Records contained in a dataset
# # # # # # #

use std::net::SocketAddr;
use std::sync::Arc;

use anyhow::{Context, Result};
use browser_pilot::face::{self, AppState};
use browser_pilot::{AgentConfig, ChromeLauncher, GeminiClient, RetryPolicy, RetryingClient};
use dotenvy::dotenv;
use tracing::info;
use tracing_subscriber::EnvFilter;

#[tokio::main]
async fn main() -> Result<()> {
    dotenv().ok();
    tracing_subscriber::fmt()
        .with_env_filter(EnvFilter::try_from_default_env().unwrap_or_else(|_| EnvFilter::new("info")))
        .init();

    let config = AgentConfig::from_env().context("loading configuration")?;

    let gemini = GeminiClient::new(config.api_key.clone(), config.model.clone())?
        .with_endpoint(config.endpoint.clone());
    let client = Arc::new(RetryingClient::new(gemini, RetryPolicy::default()));
    let sessions = Arc::new(ChromeLauncher {
        options: config.browser_options(),
    });

    let addr = SocketAddr::from(([0, 0, 0, 0], config.port));
    info!(model = %config.model, %addr, "starting browser agent service");

    let state = Arc::new(AppState::new(config, client, sessions));
    let listener = tokio::net::TcpListener::bind(addr)
        .await
        .with_context(|| format!("binding {addr}"))?;
    axum::serve(listener, face::router(state))
        .with_graceful_shutdown(async {
            let _ = tokio::signal::ctrl_c().await;
            info!("shutting down");
        })
        .await?;

    Ok(())
}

# # # # # # #

Required action:
Please output the records once more, exactly as they were written.

Task answer:
use std::net::SocketAddr;
use std::sync::Arc;

use anyhow::{Context, Result};
use browser_pilot::face::{self, AppState};
use browser_pilot::{AgentConfig, ChromeLauncher, GeminiClient, RetryPolicy, RetryingClient};
use dotenvy::dotenv;
use tracing::info;
use tracing_subscriber::EnvFilter;

#[tokio::main]
async fn main() -> Result<()> {
    dotenv().ok();
    tracing_subscriber::fmt()
        .with_env_filter(EnvFilter::try_from_default_env().unwrap_or_else(|_| EnvFilter::new("info")))
        .init();

    let config = AgentConfig::from_env().context("loading configuration")?;

    let gemini = GeminiClient::new(config.api_key.clone(), config.model.clone())?
        .with_endpoint(config.endpoint.clone());
    let client = Arc::new(RetryingClient::new(gemini, RetryPolicy::default()));
    let sessions = Arc::new(ChromeLauncher {
        options: config.browser_options(),
    });

    let addr = SocketAddr::from(([0, 0, 0, 0], config.port));
    info!(model = %config.model, %addr, "starting browser agent service");

    let state = Arc::new(AppState::new(config, client, sessions));
    let listener = tokio::net::TcpListener::bind(addr)
        .await
        .with_context(|| format!("binding {addr}"))?;
    axum::serve(listener, face::router(state))
        .with_graceful_shutdown(async {
            let _ = tokio::signal::ctrl_c().await;
            info!("shutting down");
        })
        .await?;

    Ok(())
}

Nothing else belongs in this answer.